"Seharusnya, kau introspeksi diri! Kesalahanmu sangat fatal. Kau sudah membuat hati wanita yang kau cintai hancur berkeping-keping karena sikapmu!" timpal Pras sambil menyilangkan ke dua kakinya yang di naikan ke atas meja.
Rian berjalan dan mendudukkan pantatnya di samping sahabatnya. Di letakkan botol minuman dan gelas kecil yang sudah terisi minuman.
"Aku melakukan semua ini demi Aya juga, Pras! Suami mana yang tega, jika istrinya mendapatkan hinaan terus dari ibu mertuanya. Aku juga tidak tega mendengar keluh kesah Aya setiap malam. Aku hanya ingin yang terbaik untuknya."
"Aku tahu niatmu baik, tapi caramu salah, Rian! Di mana-mana perselingkuhan itu tidak pernah bisa di maafkan.

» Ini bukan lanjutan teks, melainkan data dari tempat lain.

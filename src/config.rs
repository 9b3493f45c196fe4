use serde::Deserialize;
use std::fs;
use std::path::Path;
use std::time::Duration;

use crate::utils::errors::{PvwaError, Result};
use crate::vault::credentials::AuthMechanism;
use crate::vault::DEFAULT_TIMEOUT_SECS;

/// Defaults read from `config.yaml`; command-line flags override them
#[derive(Debug, Clone, PartialEq, Eq, Deserialize)]
#[serde(default, deny_unknown_fields)]
pub struct CliConfig {
    pub base_url: Option<String>,
    pub auth_method: AuthMechanism,
    pub concurrent_session: bool,
    pub timeout_secs: u64,
}

impl Default for CliConfig {
    fn default() -> Self {
        Self {
            base_url: None,
            auth_method: AuthMechanism::default(),
            concurrent_session: false,
            timeout_secs: DEFAULT_TIMEOUT_SECS,
        }
    }
}

impl CliConfig {
    /// Load the file at `path`; a missing file yields the defaults
    pub fn load(path: &Path) -> Result<Self> {
        if !path.exists() {
            tracing::trace!("No config file at {}", path.display());
            return Ok(Self::default());
        }

        let content = fs::read_to_string(path)?;
        Self::parse(&content)
            .map_err(|e| PvwaError::Config(format!("Invalid config file {}: {e}", path.display())))
    }

    pub fn parse(content: &str) -> std::result::Result<Self, serde_yaml::Error> {
        if content.trim().is_empty() {
            return Ok(Self::default());
        }
        serde_yaml::from_str(content)
    }

    pub fn timeout(&self) -> Duration {
        Duration::from_secs(self.timeout_secs.max(1))
    }
}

Apalagi ini selingkuh sama sahabat istrimu sendiri. Wanita yang menurutku tidak sebanding dan se level dengan Aya. Aku ingatkan lagi, Rian! Jangan sampai kejadian ini terulang lagi. Seharusnya, kalau kamu mencari selingkuhan, setidaknya lebih unggul sedikit dari istri Sah mu, bukan seperti Vina. Di lihat dari fisiknya, Aya masih unggul. Dia mempunyai wajah dan senyum yang manis. Sedangkan Vina? Wajahnya yang badmood membuat orang yang menatapnya langsung malas! Semoga saja, setelah anak yang di kandung Vina lahir--"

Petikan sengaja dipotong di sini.